TASK TO COMPLETE.
Your response should consist of every line below, reproduced without alteration.

RECORDS TO USE.
- Opening Delimiter -
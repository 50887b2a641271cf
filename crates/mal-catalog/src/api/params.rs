//! Request parameter validation and capping.

use super::error::CatalogError;
use tracing::warn;

/// Hard cap applied to every `limit` parameter before dispatch
pub const LIMIT_CAP: u64 = 20;

/// Field set requested when a caller does not narrow an anime lookup
pub const DEFAULT_ANIME_FIELDS: &str =
    "id,title,main_picture,start_date,end_date,mean,num_episodes,start_season";

/// Check that a numeric-typed argument consists only of decimal digits.
///
/// Empty strings are accepted; the endpoints treat emptiness as "use the
/// server default". Signs, decimal points, letters and non-ASCII digits are
/// all rejected before any request is built.
pub(crate) fn require_numeric(field: &'static str, value: &str) -> Result<(), CatalogError> {
    if value.is_empty() || value.bytes().all(|b| b.is_ascii_digit()) {
        return Ok(());
    }

    warn!(field, value, "numeric argument check failed");
    Err(CatalogError::InvalidNumber {
        field,
        value: value.to_string(),
    })
}

/// Cap a validated limit at [`LIMIT_CAP`].
///
/// Values at or below the cap (including "0") pass through byte-for-byte.
pub(crate) fn cap_limit(limit: &str) -> String {
    match limit.parse::<u64>() {
        Ok(n) if n > LIMIT_CAP => LIMIT_CAP.to_string(),
        _ => limit.to_string(),
    }
}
- Closing Delimiter -
REPLY.
repository 50887b2a641271cf
filename crates/mal-catalog/src/api/params.rs
//! Request parameter validation and capping.

use super::error::CatalogError;
use tracing::warn;

/// Hard cap applied to every `limit` parameter before dispatch
pub const LIMIT_CAP: u64 = 20;

/// Field set requested when a caller does not narrow an anime lookup
pub const DEFAULT_ANIME_FIELDS: &str =
    "id,title,main_picture,start_date,end_date,mean,num_episodes,start_season";

/// Check that a numeric-typed argument consists only of decimal digits.
///
/// Empty strings are accepted; the endpoints treat emptiness as "use the
/// server default". Signs, decimal points, letters and non-ASCII digits are
/// all rejected before any request is built.
pub(crate) fn require_numeric(field: &'static str, value: &str) -> Result<(), CatalogError> {
    if value.is_empty() || value.bytes().all(|b| b.is_ascii_digit()) {
        return Ok(());
    }

    warn!(field, value, "numeric argument check failed");
    Err(CatalogError::InvalidNumber {
        field,
        value: value.to_string(),
    })
}

/// Cap a validated limit at [`LIMIT_CAP`].
///
/// Values at or below the cap (including "0") pass through byte-for-byte.
pub(crate) fn cap_limit(limit: &str) -> String {
    match limit.parse::<u64>() {
        Ok(n) if n > LIMIT_CAP => LIMIT_CAP.to_string(),
        _ => limit.to_string(),
    }
}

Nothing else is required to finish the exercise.